**To do**
Repeat nothing but the lines below running from the one containing "#![allow(dead_code)] // Path" to the one containing "rates gateway API.". Keep both end lines.

**Provided data**
Start of Block

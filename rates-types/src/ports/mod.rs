//! Port traits implemented by adapter crates.

mod provider;

pub use provider::RateProvider;
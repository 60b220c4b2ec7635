//! OpenAPI specification and documentation.

#![allow(dead_code)] // Path functions are only used by utoipa for documentation generation

use rates_types::dto::{ErrorResponse, RateValue, RatesResponse};
use utoipa::OpenApi;

use crate::inbound::handlers::CurrenciesQuery;

// Dummy functions to generate path documentation
// These are not the actual handlers, just for OpenAPI path generation

/// Health check endpoint
#[utoipa::path(
    get,
    path = "/health",
    tag = "health",
    responses(
        (status = 200, description = "Service is healthy", body = inline(serde_json::Value), example = json!({"status": "healthy"}))
    )
)]
async fn health() {}

/// Fetch normalized exchange rates for a set of currency codes
#[utoipa::path(
    get,
    path = "/currencies",
    tag = "rates",
    params(CurrenciesQuery),
    responses(
        (status = 200, description = "Normalized rates for the requested codes", body = RatesResponse),
        (status = 400, description = "Malformed code, malformed date, or unknown provider", body = ErrorResponse),
        (status = 404, description = "None of the requested codes exist in the upstream table", body = ErrorResponse),
        (status = 502, description = "Upstream source unreachable or failing", body = ErrorResponse),
        (status = 500, description = "Upstream payload could not be decoded", body = ErrorResponse)
    )
)]
async fn get_currencies() {}

/// OpenAPI documentation for the rates gateway API.
#[derive(OpenApi)]
#[openapi(
    info(
        title = "Rates Gateway API",
        version = "1.0.0",
        description = "A currency exchange-rate gateway: fetches rate data from an upstream source, normalizes it into a provider-agnostic schema, and reports structured errors.",
        license(name = "MIT"),
    ),
    paths(
        health,
        get_currencies,
    ),
    components(
        schemas(
            RatesResponse,
            RateValue,
            ErrorResponse,
        )
    ),
    tags(
        (name = "health", description = "Health check endpoints"),
        (name = "rates", description = "Exchange-rate lookup"),
    )
)]
pub struct ApiDoc;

End of Block

**Output of the task**
#![allow(dead_code)] // Path functions are only used by utoipa for documentation generation

use rates_types::dto::{ErrorResponse, RateValue, RatesResponse};
use utoipa::OpenApi;

use crate::inbound::handlers::CurrenciesQuery;

// Dummy functions to generate path documentation
// These are not the actual handlers, just for OpenAPI path generation

/// Health check endpoint
#[utoipa::path(
    get,
    path = "/health",
    tag = "health",
    responses(
        (status = 200, description = "Service is healthy", body = inline(serde_json::Value), example = json!({"status": "healthy"}))
    )
)]
async fn health() {}

/// Fetch normalized exchange rates for a set of currency codes
#[utoipa::path(
    get,
    path = "/currencies",
    tag = "rates",
    params(CurrenciesQuery),
    responses(
        (status = 200, description = "Normalized rates for the requested codes", body = RatesResponse),
        (status = 400, description = "Malformed code, malformed date, or unknown provider", body = ErrorResponse),
        (status = 404, description = "None of the requested codes exist in the upstream table", body = ErrorResponse),
        (status = 502, description = "Upstream source unreachable or failing", body = ErrorResponse),
        (status = 500, description = "Upstream payload could not be decoded", body = ErrorResponse)
    )
)]
async fn get_currencies() {}

/// OpenAPI documentation for the rates gateway API.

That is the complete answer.